Dr. E. Sivanagi Reddy, an archaeologist and Buddhist expert consultant, Buddhavanam project, TSTDC and CEO, Cultural Centre, rushed to Kanduru on Tuesday and surveyed the Iron Age burials that are near extinct due to ignorance of local residents and farming community.

Kanduru, a small village in Addakula mandal of Mahabubnagar, once served as the capital of Kanduru Cholas who ruled between 1025-1248 AD as the subordinates of Chalukyas of Kalyana and the Kakatiyas. Dr Reddy, during his extensive survey, found potsherds of the Satavahana period, Veeragalus (warrior epitaphs), Ganesh, Garuda and Mahishamardhini sculptures scattered in and around Kanduru village.

“The place is popularly known as Rakasigulla Chalka with more than 100 megalithic burials. It is unfortunate that only four structures are seen now and tomorrow may be too late to protect them,” Dr Reddy said. The uniqueness of the burials at Kanduru lies in its two circles, a rare phenomenon against the usual practice of erecting such burials in single circles of huge boulders currently seen located in the fields of Sankararaja, a farmer of the same village, he explained.

He says the burials in its circular form with a dia of five metres consists of 20 to 25 natural boulders measuring one metre in dia and height with a gap of one metre between the two circles.
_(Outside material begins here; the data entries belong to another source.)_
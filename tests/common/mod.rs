#![allow(dead_code)]

use std::{
    path::{Path, PathBuf},
    sync::Mutex,
};

use assert_cmd::Command;
use chrono::NaiveDate;
use once_cell::sync::Lazy;
use tempfile::TempDir;
use zbb_budget::{
    domain::{
        Account, Category, CategoryKind, LedgerSnapshot, MonthId, Money, MonthlyBudget,
        RolloverStrategy, Transaction, UserId,
    },
    storage::save_snapshot_to_path,
};

/// Holds TempDir guards so temporary folders live for the duration of the test run.
static TEST_DIRS: Lazy<Mutex<Vec<TempDir>>> = Lazy::new(|| Mutex::new(Vec::new()));

/// Creates an isolated base directory usable as `ZBB_HOME`.
pub fn temp_home() -> PathBuf {
    let temp = TempDir::new().expect("create temp dir");
    let base = temp.path().to_path_buf();
    TEST_DIRS.lock().expect("lock temp dir registry").push(temp);
    base
}

pub fn user() -> UserId {
    UserId::new("alice").expect("user id")
}

pub fn money(raw: &str) -> Money {
    Money::parse(raw).expect("amount")
}

pub fn month(raw: &str) -> MonthId {
    MonthId::parse(raw).expect("month")
}

pub fn date(y: i32, m: u32, d: u32) -> NaiveDate {
    NaiveDate::from_ymd_opt(y, m, d).expect("date")
}

/// A small January 2024 household ledger.
pub struct Household {
    pub snapshot: LedgerSnapshot,
    pub salary: Category,
    pub rent: Category,
    pub groceries: Category,
}

pub fn household() -> Household {
    let salary = Category::new("Salary", CategoryKind::Income).with_sort_order(0);
    let rent = Category::new("Rent", CategoryKind::Fix)
        .with_strategy(RolloverStrategy::Reset)
        .with_target(money("1000.00"))
        .with_sort_order(1);
    let groceries = Category::new("Groceries", CategoryKind::Variable)
        .with_strategy(RolloverStrategy::Accumulate)
        .with_sort_order(2);
    let checking = Account::new("Checking", money("500.00"));

    let mut snapshot = LedgerSnapshot::new();
    snapshot.add_category(salary.clone());
    snapshot.add_category(rent.clone());
    snapshot.add_category(groceries.clone());
    let checking_id = snapshot.add_account(checking);
    for (category, amount, on) in [
        (salary.id, "3000.00", date(2024, 1, 1)),
        (rent.id, "-1000.00", date(2024, 1, 3)),
        (groceries.id, "-200.00", date(2024, 1, 10)),
        (groceries.id, "-150.00", date(2024, 1, 24)),
    ] {
        snapshot.add_transaction(
            Transaction::new(money(amount), on)
                .with_category(category)
                .with_account(checking_id),
        );
    }
    snapshot.insert_budget_row(MonthlyBudget::new(
        rent.id,
        month("2024-01"),
        money("1000.00"),
        Money::ZERO,
    ));
    snapshot.insert_budget_row(MonthlyBudget::new(
        groceries.id,
        month("2024-01"),
        money("300.00"),
        Money::ZERO,
    ));

    Household {
        snapshot,
        salary,
        rent,
        groceries,
    }
}

pub fn write_snapshot(dir: &Path, snapshot: &LedgerSnapshot) -> PathBuf {
    let path = dir.join("snapshot.json");
    save_snapshot_to_path(snapshot, &path).expect("write snapshot");
    path
}

/// `zbb_cli` pointed at `home`, colors off and logging at defaults.
pub fn cli(home: &Path) -> Command {
    let mut cmd = Command::cargo_bin("zbb_cli").expect("zbb_cli binary");
    cmd.env("ZBB_HOME", home)
        .env("NO_COLOR", "1")
        .env_remove("RUST_LOG");
    cmd
}
//! Month-boundary carry-over of category balances.
//!
//! Both the read path ([`BudgetLedger`](crate::BudgetLedger)) and the write
//! paths ([`MonthInitializer`](crate::MonthInitializer),
//! [`AssignmentService`](crate::AssignmentService)) derive a start balance
//! through [`PriorMonthState`] and [`RolloverEngine`], so the policy is the
//! same whether computed fresh or frozen into a stored row.

use std::collections::HashMap;

use tracing::debug;
use uuid::Uuid;
use zbb_domain::{Category, MonthId, Money, MonthlyBudget, RolloverStrategy, Transaction, UserId};

use crate::{CoreResult, LedgerRepository};

type RolloverRule = fn(Money) -> Money;

fn reset(_: Money) -> Money {
    Money::ZERO
}

fn accumulate(prior: Money) -> Money {
    prior
}

fn sweep(prior: Money) -> Money {
    prior.min(Money::ZERO)
}

/// Stateless mapping from a prior month's balance to the next start balance.
pub struct RolloverEngine;

impl RolloverEngine {
    /// Strategy table.
    pub fn rule(strategy: RolloverStrategy) -> RolloverRule {
        match strategy {
            RolloverStrategy::Reset => reset,
            RolloverStrategy::Accumulate => accumulate,
            RolloverStrategy::Sweep => sweep,
        }
    }

    /// `None` means the prior month left no trace (no row, no activity),
    /// which always starts at zero.
    pub fn compute_start_balance(
        strategy: RolloverStrategy,
        prior_available: Option<Money>,
    ) -> Money {
        match prior_available {
            Some(prior) => Self::rule(strategy)(prior),
            None => Money::ZERO,
        }
    }

    /// Start balance for a category; income categories never carry.
    pub fn start_balance_for(category: &Category, prior_available: Option<Money>) -> Money {
        match category.effective_strategy() {
            Some(strategy) => Self::compute_start_balance(strategy, prior_available),
            None => Money::ZERO,
        }
    }
}

/// Signed activity per category; uncategorized transactions are skipped.
pub fn activity_by_category(transactions: &[Transaction]) -> HashMap<Uuid, Money> {
    let mut sums: HashMap<Uuid, Money> = HashMap::new();
    for txn in transactions {
        if let Some(category_id) = txn.category_id {
            *sums.entry(category_id).or_default() += txn.amount;
        }
    }
    sums
}

/// Stored rows and activity of the month before a target month.
#[derive(Debug, Clone, Default)]
pub struct PriorMonthState {
    pub month: Option<MonthId>,
    rows: HashMap<Uuid, MonthlyBudget>,
    activity: HashMap<Uuid, Money>,
}

impl PriorMonthState {
    /// Loads the month preceding `month`. Looks back exactly one month.
    pub fn load(
        repository: &dyn LedgerRepository,
        user: &UserId,
        month: MonthId,
    ) -> CoreResult<Self> {
        let previous = month.previous();
        let rows = repository.list_budget_rows(user, previous)?;
        let transactions = repository.list_transactions(user, Some(previous.range()), None)?;
        debug!(
            month = %previous,
            rows = rows.len(),
            transactions = transactions.len(),
            "loaded prior month state"
        );
        Ok(Self::from_parts(previous, rows, &transactions))
    }

    pub fn from_parts(month: MonthId, rows: Vec<MonthlyBudget>, transactions: &[Transaction]) -> Self {
        Self {
            month: Some(month),
            rows: rows.into_iter().map(|row| (row.category_id, row)).collect(),
            activity: activity_by_category(transactions),
        }
    }

    pub fn row(&self, category_id: Uuid) -> Option<&MonthlyBudget> {
        self.rows.get(&category_id)
    }

    /// Prior `available`: stored row plus activity, or `0 + 0 + activity`
    /// without a row. `None` when neither exists.
    pub fn available(&self, category_id: Uuid) -> Option<Money> {
        let activity = self.activity.get(&category_id).copied();
        match (self.rows.get(&category_id), activity) {
            (Some(row), activity) => Some(row.available_with(activity.unwrap_or_default())),
            (None, Some(activity)) => Some(activity),
            (None, None) => None,
        }
    }

    pub fn start_balance_for(&self, category: &Category) -> Money {
        RolloverEngine::start_balance_for(category, self.available(category.id))
    }
}
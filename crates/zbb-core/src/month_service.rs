//! Write paths: month initialization and budget assignment.

use std::collections::HashSet;

use tracing::{debug, info, warn};
use uuid::Uuid;
use zbb_domain::{BudgetRowFields, Category, MonthId, Money, MonthlyBudget, UserId};

use crate::{CoreError, CoreResult, LedgerRepository, PriorMonthState, RepositoryError};

/// Outcome of a best-effort month initialization.
#[derive(Debug, Clone, Default, PartialEq, Eq)]
pub struct MonthInitReport {
    pub created: usize,
    /// Categories whose row could not be stored, with the failure text.
    pub failed: Vec<(Uuid, String)>,
}

/// Materializes stored rows for a month. Safe to re-run.
pub struct MonthInitializer<'a> {
    repository: &'a dyn LedgerRepository,
}

impl<'a> MonthInitializer<'a> {
    pub fn new(repository: &'a dyn LedgerRepository) -> Self {
        Self { repository }
    }

    /// Creates `assigned = 0` rows with a rolled-over start balance for every
    /// active non-income category lacking one. Per-category insert failures
    /// are recorded and never abort the batch.
    pub fn initialize_month(&self, user: &UserId, month: MonthId) -> CoreResult<MonthInitReport> {
        let categories = self.repository.list_active_categories(user)?;
        let existing: HashSet<Uuid> = self
            .repository
            .list_budget_rows(user, month)?
            .into_iter()
            .map(|row| row.category_id)
            .collect();
        let prior = PriorMonthState::load(self.repository, user, month)?;

        let mut report = MonthInitReport::default();
        for category in categories
            .iter()
            .filter(|category| !category.is_income() && !existing.contains(&category.id))
        {
            let row = MonthlyBudget::new(
                category.id,
                month,
                Money::ZERO,
                prior.start_balance_for(category),
            );
            match self.repository.insert_budget_row(user, &row) {
                Ok(()) => report.created += 1,
                Err(RepositoryError::Conflict(message)) => {
                    debug!(category = %category.id, reason = %message, "row created concurrently");
                }
                Err(err) => {
                    warn!(category = %category.id, month = %month, error = %err, "failed to initialize budget row");
                    report.failed.push((category.id, err.to_string()));
                }
            }
        }

        info!(
            user = %user,
            month = %month,
            created = report.created,
            failed = report.failed.len(),
            "initialized month"
        );
        Ok(report)
    }
}

/// Stores a user's assignment for a (category, month).
pub struct AssignmentService<'a> {
    repository: &'a dyn LedgerRepository,
}

impl<'a> AssignmentService<'a> {
    pub fn new(repository: &'a dyn LedgerRepository) -> Self {
        Self { repository }
    }

    /// Updates `assigned_amount` of an existing row, leaving its frozen
    /// `start_balance` untouched; otherwise creates the row with a start
    /// balance rolled over from the data present right now.
    pub fn assign_budget(
        &self,
        user: &UserId,
        category_id: Uuid,
        month: MonthId,
        amount: Money,
    ) -> CoreResult<MonthlyBudget> {
        let category = self
            .repository
            .get_category(user, category_id)?
            .ok_or_else(|| CoreError::NotFound(format!("category {category_id}")))?;
        if category.is_income() {
            return Err(CoreError::Validation(format!(
                "category `{}` is an income category and cannot be assigned",
                category.name
            )));
        }

        if self.repository.get_budget_row(user, category_id, month)?.is_some() {
            return self.update_assigned(user, &category, month, amount);
        }

        let prior = PriorMonthState::load(self.repository, user, month)?;
        let row = MonthlyBudget::new(category_id, month, amount, prior.start_balance_for(&category));
        match self.repository.insert_budget_row(user, &row) {
            Ok(()) => {
                info!(
                    user = %user,
                    category = %category_id,
                    month = %month,
                    assigned = %amount,
                    start_balance = %row.start_balance,
                    "created budget row"
                );
                Ok(row)
            }
            Err(RepositoryError::Conflict(message)) => {
                warn!(category = %category_id, month = %month, reason = %message, "lost row creation race, updating instead");
                self.update_assigned(user, &category, month, amount)
            }
            Err(err) => Err(err.into()),
        }
    }

    fn update_assigned(
        &self,
        user: &UserId,
        category: &Category,
        month: MonthId,
        amount: Money,
    ) -> CoreResult<MonthlyBudget> {
        let row = self.repository.upsert_budget_row(
            user,
            category.id,
            month,
            &BudgetRowFields::assigned(amount),
        )?;
        info!(
            user = %user,
            category = %category.id,
            month = %month,
            assigned = %amount,
            "updated budget assignment"
        );
        Ok(row)
    }
}
use std::collections::HashSet;

use tracing::debug;
use uuid::Uuid;
use zbb_domain::{BudgetSummary, CategoryKind, MonthId, Money, RolloverStrategy, UserId};

use crate::{BudgetLedger, CoreResult, LedgerRepository, MonthComputation};

/// Computes the month's "To Be Budgeted" figure and category totals.
pub struct SummaryAggregator<'a> {
    repository: &'a dyn LedgerRepository,
}

impl<'a> SummaryAggregator<'a> {
    pub fn new(repository: &'a dyn LedgerRepository) -> Self {
        Self { repository }
    }

    pub fn get_budget_summary(&self, user: &UserId, month: MonthId) -> CoreResult<BudgetSummary> {
        let computation = BudgetLedger::new(self.repository).compute(user, month)?;
        let summary = Self::summarize(&computation);
        debug!(
            user = %user,
            month = %month,
            to_be_budgeted = %summary.to_be_budgeted,
            "computed budget summary"
        );
        Ok(summary)
    }

    /// Pure aggregation over an already computed month.
    pub fn summarize(computation: &MonthComputation) -> BudgetSummary {
        let income_ids: HashSet<Uuid> = computation
            .categories
            .iter()
            .filter(|category| category.kind == CategoryKind::Income)
            .map(|category| category.id)
            .collect();
        let total_income: Money = computation
            .transactions
            .iter()
            .filter(|txn| txn.category_id.is_some_and(|id| income_ids.contains(&id)))
            .map(|txn| txn.amount.abs())
            .sum();

        // Only RESET categories pool their previous-month balance; ACCUMULATE
        // and SWEEP keep theirs inside the category.
        let leftover_from_reset: Money = computation
            .categories
            .iter()
            .filter(|category| {
                category.effective_strategy() == Some(RolloverStrategy::Reset)
            })
            .filter_map(|category| computation.prior.available(category.id))
            .sum();

        let total_assigned = computation.total_assigned();
        let mut total_activity = Money::ZERO;
        let mut total_available = Money::ZERO;
        let mut overspent = Money::ZERO;
        for view in computation.budget_views() {
            total_activity += view.activity;
            total_available += view.available;
            if view.is_overspent() {
                overspent += view.available.abs();
            }
        }

        BudgetSummary {
            month: computation.month,
            total_income,
            leftover_from_reset,
            total_assigned,
            total_activity,
            total_available,
            overspent,
            to_be_budgeted: total_income + leftover_from_reset - total_assigned,
        }
    }
}
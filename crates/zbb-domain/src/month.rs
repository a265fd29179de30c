//! Calendar month identifiers and inclusive date ranges.

use std::{fmt, str::FromStr};

use chrono::{Datelike, Duration, Months, NaiveDate};
use serde::{de, Deserialize, Deserializer, Serialize, Serializer};

/// A calendar month, written as `YYYY-MM` at every boundary.
#[derive(Debug, Clone, Copy, PartialEq, Eq, PartialOrd, Ord, Hash)]
pub struct MonthId(NaiveDate);

impl MonthId {
    pub fn new(year: i32, month: u32) -> Result<Self, MonthError> {
        if !(0..=9999).contains(&year) {
            return Err(MonthError::OutOfRange);
        }
        NaiveDate::from_ymd_opt(year, month, 1)
            .map(Self)
            .ok_or(MonthError::OutOfRange)
    }

    /// Parses a strict `YYYY-MM` identifier.
    pub fn parse(input: &str) -> Result<Self, MonthError> {
        let raw = input.trim();
        let invalid = || MonthError::Invalid(raw.to_string());
        let (year, month) = raw.split_once('-').ok_or_else(invalid)?;
        if year.len() != 4 || month.len() != 2 {
            return Err(invalid());
        }
        if !year.chars().chain(month.chars()).all(|c| c.is_ascii_digit()) {
            return Err(invalid());
        }
        let year: i32 = year.parse().map_err(|_| invalid())?;
        let month: u32 = month.parse().map_err(|_| invalid())?;
        Self::new(year, month).map_err(|_| invalid())
    }

    /// Returns the month a date belongs to.
    pub fn containing(date: NaiveDate) -> Self {
        Self(date - Duration::days(i64::from(date.day0())))
    }

    pub fn year(&self) -> i32 {
        self.0.year()
    }

    pub fn month(&self) -> u32 {
        self.0.month()
    }

    pub fn first_day(&self) -> NaiveDate {
        self.0
    }

    pub fn last_day(&self) -> NaiveDate {
        self.next().0 - Duration::days(1)
    }

    pub fn previous(&self) -> Self {
        Self(self.0 - Months::new(1))
    }

    pub fn next(&self) -> Self {
        Self(self.0 + Months::new(1))
    }

    /// Inclusive `[first_day, last_day]` range of the month.
    pub fn range(&self) -> DateRange {
        DateRange {
            start: self.first_day(),
            end: self.last_day(),
        }
    }

    /// Whole months from `self` to `other`; negative when `other` is earlier.
    pub fn months_until(&self, other: MonthId) -> i32 {
        let index = |m: &MonthId| m.year() * 12 + m.month() as i32;
        index(&other) - index(self)
    }
}

impl fmt::Display for MonthId {
    fn fmt(&self, f: &mut fmt::Formatter<'_>) -> fmt::Result {
        write!(f, "{:04}-{:02}", self.year(), self.month())
    }
}

impl FromStr for MonthId {
    type Err = MonthError;

    fn from_str(s: &str) -> Result<Self, Self::Err> {
        Self::parse(s)
    }
}

impl Serialize for MonthId {
    fn serialize<S>(&self, serializer: S) -> Result<S::Ok, S::Error>
    where
        S: Serializer,
    {
        serializer.collect_str(self)
    }
}

impl<'de> Deserialize<'de> for MonthId {
    fn deserialize<D>(deserializer: D) -> Result<Self, D::Error>
    where
        D: Deserializer<'de>,
    {
        let raw = String::deserialize(deserializer)?;
        MonthId::parse(&raw).map_err(de::Error::custom)
    }
}

/// Inclusive date range used for transaction queries.
#[derive(Debug, Clone, Copy, Serialize, Deserialize, PartialEq, Eq)]
pub struct DateRange {
    pub start: NaiveDate,
    pub end: NaiveDate,
}

impl DateRange {
    pub fn new(start: NaiveDate, end: NaiveDate) -> Result<Self, MonthError> {
        if end < start {
            return Err(MonthError::InvalidRange);
        }
        Ok(Self { start, end })
    }

    pub fn contains(&self, date: NaiveDate) -> bool {
        date >= self.start && date <= self.end
    }
}

/// Errors that can occur when constructing [`MonthId`] or [`DateRange`] values.
#[derive(Debug, Clone, PartialEq, Eq)]
pub enum MonthError {
    Invalid(String),
    OutOfRange,
    InvalidRange,
}

impl fmt::Display for MonthError {
    fn fmt(&self, f: &mut fmt::Formatter<'_>) -> fmt::Result {
        match self {
            MonthError::Invalid(raw) => write!(f, "invalid month `{raw}`, expected YYYY-MM"),
            MonthError::OutOfRange => f.write_str("month is out of range"),
            MonthError::InvalidRange => f.write_str("date range end must not precede start"),
        }
    }
}

impl std::error::Error for MonthError {}
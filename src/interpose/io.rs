//! Raw descriptor writes

use std::slice;

use libc::{c_int, c_void, size_t, ssize_t};

use super::real::{self, WriteFn};
use crate::config::Bracket;
use crate::core::{state, wrap::wrap};

#[cfg_attr(all(not(test), not(target_vendor = "apple")), no_mangle)]
pub unsafe extern "C" fn write(fd: c_int, buf: *const c_void, count: size_t) -> ssize_t {
    if count == 0 {
        return 0;
    }
    write_with(real::WRITE.get(), state::bracket(fd), fd, buf, count)
}

/// macOS's non-cancellable `write`, used by parts of libSystem itself
#[cfg(target_vendor = "apple")]
pub unsafe extern "C" fn write_nocancel(fd: c_int, buf: *const c_void, count: size_t) -> ssize_t {
    if count == 0 {
        return 0;
    }
    write_with(real::WRITE_NOCANCEL.get(), state::bracket(fd), fd, buf, count)
}

/// Colorized `write` through the given real primitive.
pub(crate) unsafe fn write_with(
    real: WriteFn,
    bracket: Option<&Bracket>,
    fd: c_int,
    buf: *const c_void,
    count: size_t,
) -> ssize_t {
    // Let the kernel report EFAULT exactly as it would have
    if buf.is_null() {
        return real(fd, buf, count);
    }
    let payload = slice::from_raw_parts(buf.cast::<u8>(), count);
    wrap(bracket, |bytes| real(fd, bytes.as_ptr().cast(), bytes.len()), payload)
}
Large number of polished blackware, redware and pottery surfaced during the removal of the structures by locals and farmers in the past. These burials along with funerary goods dating back to 1000 BC are in danger and preserving them for posterity is the need of the hour, Dr Reddy said.

He said he was worried by the villagers painting some of the historical sculptures that robbed them of their antique value. He also inspected a beautiful sculpture of Chennakesava idol of Kalyani Chalukyan period (12th century AD) unearthed recently and left uncared on the roadside. He appealed to sarpanch M Srikanth to preserve it for posterity. He also sensitised the sarpanch about the historical and archaeological significance of these Iron Age remains and urged him to take necessary care before turn extinct.

Following the sensitization by Dr Reddy, villagers started pooling up all the scattered sculptures and install them in one place. The idea is to develop a sculpture garden near the Ramalingeswara Temple, Kanduru, to safeguard them for future generations, he said.